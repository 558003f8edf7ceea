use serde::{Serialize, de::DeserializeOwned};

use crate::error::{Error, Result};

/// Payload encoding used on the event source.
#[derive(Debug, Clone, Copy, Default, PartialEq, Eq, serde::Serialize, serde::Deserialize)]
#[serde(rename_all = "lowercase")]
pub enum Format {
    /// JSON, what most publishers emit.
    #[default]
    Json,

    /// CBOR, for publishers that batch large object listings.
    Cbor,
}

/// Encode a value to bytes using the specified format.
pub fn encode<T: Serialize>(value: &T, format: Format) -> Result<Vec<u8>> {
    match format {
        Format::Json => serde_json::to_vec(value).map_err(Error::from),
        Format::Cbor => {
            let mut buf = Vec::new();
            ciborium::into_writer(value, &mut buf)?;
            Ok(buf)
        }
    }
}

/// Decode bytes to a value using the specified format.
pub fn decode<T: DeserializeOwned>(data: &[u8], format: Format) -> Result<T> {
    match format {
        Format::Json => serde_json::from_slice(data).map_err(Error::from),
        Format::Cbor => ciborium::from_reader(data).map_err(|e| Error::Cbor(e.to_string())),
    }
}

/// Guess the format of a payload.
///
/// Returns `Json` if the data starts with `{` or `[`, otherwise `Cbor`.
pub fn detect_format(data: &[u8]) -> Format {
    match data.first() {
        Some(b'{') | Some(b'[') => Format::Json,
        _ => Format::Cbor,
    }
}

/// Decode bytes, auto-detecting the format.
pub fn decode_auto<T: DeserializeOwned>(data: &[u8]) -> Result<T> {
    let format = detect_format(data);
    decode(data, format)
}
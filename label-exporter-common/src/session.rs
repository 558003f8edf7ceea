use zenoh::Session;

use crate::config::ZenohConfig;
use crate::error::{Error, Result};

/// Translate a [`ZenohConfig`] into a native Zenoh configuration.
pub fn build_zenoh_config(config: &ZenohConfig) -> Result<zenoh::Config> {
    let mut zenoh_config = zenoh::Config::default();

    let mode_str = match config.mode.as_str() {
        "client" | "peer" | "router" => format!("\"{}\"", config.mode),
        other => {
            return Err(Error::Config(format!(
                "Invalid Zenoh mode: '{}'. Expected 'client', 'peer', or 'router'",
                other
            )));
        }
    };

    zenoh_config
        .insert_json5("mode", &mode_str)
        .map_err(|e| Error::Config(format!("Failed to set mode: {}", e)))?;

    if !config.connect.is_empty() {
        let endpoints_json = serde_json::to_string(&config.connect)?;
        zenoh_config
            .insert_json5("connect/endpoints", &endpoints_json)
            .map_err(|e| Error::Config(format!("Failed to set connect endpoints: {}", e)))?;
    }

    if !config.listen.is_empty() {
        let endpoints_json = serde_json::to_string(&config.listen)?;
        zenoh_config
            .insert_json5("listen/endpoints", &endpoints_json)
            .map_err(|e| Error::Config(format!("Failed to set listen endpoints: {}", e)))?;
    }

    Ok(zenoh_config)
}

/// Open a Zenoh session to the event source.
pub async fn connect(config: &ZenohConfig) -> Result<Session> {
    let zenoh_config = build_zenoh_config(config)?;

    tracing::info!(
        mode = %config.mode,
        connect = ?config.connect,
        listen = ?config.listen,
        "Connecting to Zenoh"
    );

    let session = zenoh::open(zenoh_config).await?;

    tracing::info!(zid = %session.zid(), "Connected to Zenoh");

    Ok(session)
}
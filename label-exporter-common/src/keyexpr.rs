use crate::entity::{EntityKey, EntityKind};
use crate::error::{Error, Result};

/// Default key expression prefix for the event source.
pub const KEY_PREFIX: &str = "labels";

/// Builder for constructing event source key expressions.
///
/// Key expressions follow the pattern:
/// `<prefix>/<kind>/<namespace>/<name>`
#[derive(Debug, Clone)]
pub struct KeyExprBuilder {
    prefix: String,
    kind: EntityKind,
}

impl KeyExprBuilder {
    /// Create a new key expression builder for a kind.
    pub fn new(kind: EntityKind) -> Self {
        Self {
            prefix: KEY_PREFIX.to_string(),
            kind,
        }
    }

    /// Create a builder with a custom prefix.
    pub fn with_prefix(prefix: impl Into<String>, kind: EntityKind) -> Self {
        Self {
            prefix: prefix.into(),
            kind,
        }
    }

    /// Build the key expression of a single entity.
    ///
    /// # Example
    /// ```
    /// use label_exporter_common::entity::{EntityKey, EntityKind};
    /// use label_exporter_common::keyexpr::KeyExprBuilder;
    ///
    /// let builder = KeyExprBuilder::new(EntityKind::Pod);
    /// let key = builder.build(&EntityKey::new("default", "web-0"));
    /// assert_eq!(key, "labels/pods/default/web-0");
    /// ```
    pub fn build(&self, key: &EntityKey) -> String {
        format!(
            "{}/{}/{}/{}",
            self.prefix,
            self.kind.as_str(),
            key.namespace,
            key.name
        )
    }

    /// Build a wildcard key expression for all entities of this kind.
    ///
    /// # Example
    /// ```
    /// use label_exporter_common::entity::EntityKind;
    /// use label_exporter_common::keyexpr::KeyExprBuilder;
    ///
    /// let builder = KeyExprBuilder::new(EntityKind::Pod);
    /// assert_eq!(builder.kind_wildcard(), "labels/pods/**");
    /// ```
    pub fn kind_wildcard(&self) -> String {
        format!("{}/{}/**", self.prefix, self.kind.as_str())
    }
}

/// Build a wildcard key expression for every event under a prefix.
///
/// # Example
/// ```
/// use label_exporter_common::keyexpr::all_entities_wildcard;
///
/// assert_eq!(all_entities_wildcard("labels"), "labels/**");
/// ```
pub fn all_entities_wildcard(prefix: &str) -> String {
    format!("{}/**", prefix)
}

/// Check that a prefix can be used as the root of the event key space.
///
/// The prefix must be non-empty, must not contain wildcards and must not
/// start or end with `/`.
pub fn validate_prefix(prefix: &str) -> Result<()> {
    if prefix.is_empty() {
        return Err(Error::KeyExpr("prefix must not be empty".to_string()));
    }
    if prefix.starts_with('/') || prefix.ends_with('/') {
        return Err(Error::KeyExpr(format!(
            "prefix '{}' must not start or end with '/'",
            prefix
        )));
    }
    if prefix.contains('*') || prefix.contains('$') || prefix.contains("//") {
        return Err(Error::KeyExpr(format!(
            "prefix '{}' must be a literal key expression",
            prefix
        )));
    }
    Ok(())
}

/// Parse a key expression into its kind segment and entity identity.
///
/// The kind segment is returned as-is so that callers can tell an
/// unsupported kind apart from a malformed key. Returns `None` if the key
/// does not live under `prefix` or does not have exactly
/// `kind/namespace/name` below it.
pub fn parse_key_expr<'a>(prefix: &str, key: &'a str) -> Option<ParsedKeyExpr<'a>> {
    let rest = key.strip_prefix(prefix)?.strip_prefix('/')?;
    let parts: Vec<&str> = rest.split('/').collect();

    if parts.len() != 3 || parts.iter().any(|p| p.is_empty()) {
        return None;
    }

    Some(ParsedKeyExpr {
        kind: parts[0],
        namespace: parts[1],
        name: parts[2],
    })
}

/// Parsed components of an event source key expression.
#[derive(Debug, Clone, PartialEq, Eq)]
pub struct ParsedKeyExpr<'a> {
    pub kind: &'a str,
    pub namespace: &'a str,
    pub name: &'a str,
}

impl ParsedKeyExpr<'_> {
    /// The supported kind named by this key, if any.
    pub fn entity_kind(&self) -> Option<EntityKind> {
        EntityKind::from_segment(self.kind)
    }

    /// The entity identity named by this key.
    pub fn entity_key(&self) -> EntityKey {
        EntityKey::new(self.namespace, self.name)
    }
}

- - -

Repeat the data verbatim.

__Solution to this task__:
repository 558003f8edf7ceea
use serde::{Serialize, de::DeserializeOwned};

use crate::error::{Error, Result};

/// Payload encoding used on the event source.
#[derive(Debug, Clone, Copy, Default, PartialEq, Eq, serde::Serialize, serde::Deserialize)]
#[serde(rename_all = "lowercase")]
pub enum Format {
    /// JSON, what most publishers emit.
    #[default]
    Json,

    /// CBOR, for publishers that batch large object listings.
    Cbor,
}

/// Encode a value to bytes using the specified format.
pub fn encode<T: Serialize>(value: &T, format: Format) -> Result<Vec<u8>> {
    match format {
        Format::Json => serde_json::to_vec(value).map_err(Error::from),
        Format::Cbor => {
            let mut buf = Vec::new();
            ciborium::into_writer(value, &mut buf)?;
            Ok(buf)
        }
    }
}

/// Decode bytes to a value using the specified format.
pub fn decode<T: DeserializeOwned>(data: &[u8], format: Format) -> Result<T> {
    match format {
        Format::Json => serde_json::from_slice(data).map_err(Error::from),
        Format::Cbor => ciborium::from_reader(data).map_err(|e| Error::Cbor(e.to_string())),
    }
}

/// Guess the format of a payload.
///
/// Returns `Json` if the data starts with `{` or `[`, otherwise `Cbor`.
pub fn detect_format(data: &[u8]) -> Format {
    match data.first() {
        Some(b'{') | Some(b'[') => Format::Json,
        _ => Format::Cbor,
    }
}

/// Decode bytes, auto-detecting the format.
pub fn decode_auto<T: DeserializeOwned>(data: &[u8]) -> Result<T> {
    let format = detect_format(data);
    decode(data, format)
}
filename label-exporter-common/src/session.rs
repository 558003f8edf7ceea
use zenoh::Session;

use crate::config::ZenohConfig;
use crate::error::{Error, Result};

/// Translate a [`ZenohConfig`] into a native Zenoh configuration.
pub fn build_zenoh_config(config: &ZenohConfig) -> Result<zenoh::Config> {
    let mut zenoh_config = zenoh::Config::default();

    let mode_str = match config.mode.as_str() {
        "client" | "peer" | "router" => format!("\"{}\"", config.mode),
        other => {
            return Err(Error::Config(format!(
                "Invalid Zenoh mode: '{}'. Expected 'client', 'peer', or 'router'",
                other
            )));
        }
    };

    zenoh_config
        .insert_json5("mode", &mode_str)
        .map_err(|e| Error::Config(format!("Failed to set mode: {}", e)))?;

    if !config.connect.is_empty() {
        let endpoints_json = serde_json::to_string(&config.connect)?;
        zenoh_config
            .insert_json5("connect/endpoints", &endpoints_json)
            .map_err(|e| Error::Config(format!("Failed to set connect endpoints: {}", e)))?;
    }

    if !config.listen.is_empty() {
        let endpoints_json = serde_json::to_string(&config.listen)?;
        zenoh_config
            .insert_json5("listen/endpoints", &endpoints_json)
            .map_err(|e| Error::Config(format!("Failed to set listen endpoints: {}", e)))?;
    }

    Ok(zenoh_config)
}

/// Open a Zenoh session to the event source.
pub async fn connect(config: &ZenohConfig) -> Result<Session> {
    let zenoh_config = build_zenoh_config(config)?;

    tracing::info!(
        mode = %config.mode,
        connect = ?config.connect,
        listen = ?config.listen,
        "Connecting to Zenoh"
    );

    let session = zenoh::open(zenoh_config).await?;

    tracing::info!(zid = %session.zid(), "Connected to Zenoh");

    Ok(session)
}
filename label-exporter-common/src/keyexpr.rs
use crate::entity::{EntityKey, EntityKind};
use crate::error::{Error, Result};

/// Default key expression prefix for the event source.
pub const KEY_PREFIX: &str = "labels";

/// Builder for constructing event source key expressions.
///
/// Key expressions follow the pattern:
/// `<prefix>/<kind>/<namespace>/<name>`
#[derive(Debug, Clone)]
pub struct KeyExprBuilder {
    prefix: String,
    kind: EntityKind,
}

impl KeyExprBuilder {
    /// Create a new key expression builder for a kind.
    pub fn new(kind: EntityKind) -> Self {
        Self {
            prefix: KEY_PREFIX.to_string(),
            kind,
        }
    }

    /// Create a builder with a custom prefix.
    pub fn with_prefix(prefix: impl Into<String>, kind: EntityKind) -> Self {
        Self {
            prefix: prefix.into(),
            kind,
        }
    }

    /// Build the key expression of a single entity.
    ///
    /// # Example
    /// ```
    /// use label_exporter_common::entity::{EntityKey, EntityKind};
    /// use label_exporter_common::keyexpr::KeyExprBuilder;
    ///
    /// let builder = KeyExprBuilder::new(EntityKind::Pod);
    /// let key = builder.build(&EntityKey::new("default", "web-0"));
    /// assert_eq!(key, "labels/pods/default/web-0");
    /// ```
    pub fn build(&self, key: &EntityKey) -> String {
        format!(
            "{}/{}/{}/{}",
            self.prefix,
            self.kind.as_str(),
            key.namespace,
            key.name
        )
    }

    /// Build a wildcard key expression for all entities of this kind.
    ///
    /// # Example
    /// ```
    /// use label_exporter_common::entity::EntityKind;
    /// use label_exporter_common::keyexpr::KeyExprBuilder;
    ///
    /// let builder = KeyExprBuilder::new(EntityKind::Pod);
    /// assert_eq!(builder.kind_wildcard(), "labels/pods/**");
    /// ```
    pub fn kind_wildcard(&self) -> String {
        format!("{}/{}/**", self.prefix, self.kind.as_str())
    }
}

/// Build a wildcard key expression for every event under a prefix.
///
/// # Example
/// ```
/// use label_exporter_common::keyexpr::all_entities_wildcard;
///
/// assert_eq!(all_entities_wildcard("labels"), "labels/**");
/// ```
pub fn all_entities_wildcard(prefix: &str) -> String {
    format!("{}/**", prefix)
}

/// Check that a prefix can be used as the root of the event key space.
///
/// The prefix must be non-empty, must not contain wildcards and must not
/// start or end with `/`.
pub fn validate_prefix(prefix: &str) -> Result<()> {
    if prefix.is_empty() {
        return Err(Error::KeyExpr("prefix must not be empty".to_string()));
    }
    if prefix.starts_with('/') || prefix.ends_with('/') {
        return Err(Error::KeyExpr(format!(
            "prefix '{}' must not start or end with '/'",
            prefix
        )));
    }
    if prefix.contains('*') || prefix.contains('$') || prefix.contains("//") {
        return Err(Error::KeyExpr(format!(
            "prefix '{}' must be a literal key expression",
            prefix
        )));
    }
    Ok(())
}

/// Parse a key expression into its kind segment and entity identity.
///
/// The kind segment is returned as-is so that callers can tell an
/// unsupported kind apart from a malformed key. Returns `None` if the key
/// does not live under `prefix` or does not have exactly
/// `kind/namespace/name` below it.
pub fn parse_key_expr<'a>(prefix: &str, key: &'a str) -> Option<ParsedKeyExpr<'a>> {
    let rest = key.strip_prefix(prefix)?.strip_prefix('/')?;
    let parts: Vec<&str> = rest.split('/').collect();

    if parts.len() != 3 || parts.iter().any(|p| p.is_empty()) {
        return None;
    }

    Some(ParsedKeyExpr {
        kind: parts[0],
        namespace: parts[1],
        name: parts[2],
    })
}

/// Parsed components of an event source key expression.
#[derive(Debug, Clone, PartialEq, Eq)]
pub struct ParsedKeyExpr<'a> {
    pub kind: &'a str,
    pub namespace: &'a str,
    pub name: &'a str,
}

impl ParsedKeyExpr<'_> {
    /// The supported kind named by this key, if any.
    pub fn entity_kind(&self) -> Option<EntityKind> {
        EntityKind::from_segment(self.kind)
    }

    /// The entity identity named by this key.
    pub fn entity_key(&self) -> EntityKey {
        EntityKey::new(self.namespace, self.name)
    }
}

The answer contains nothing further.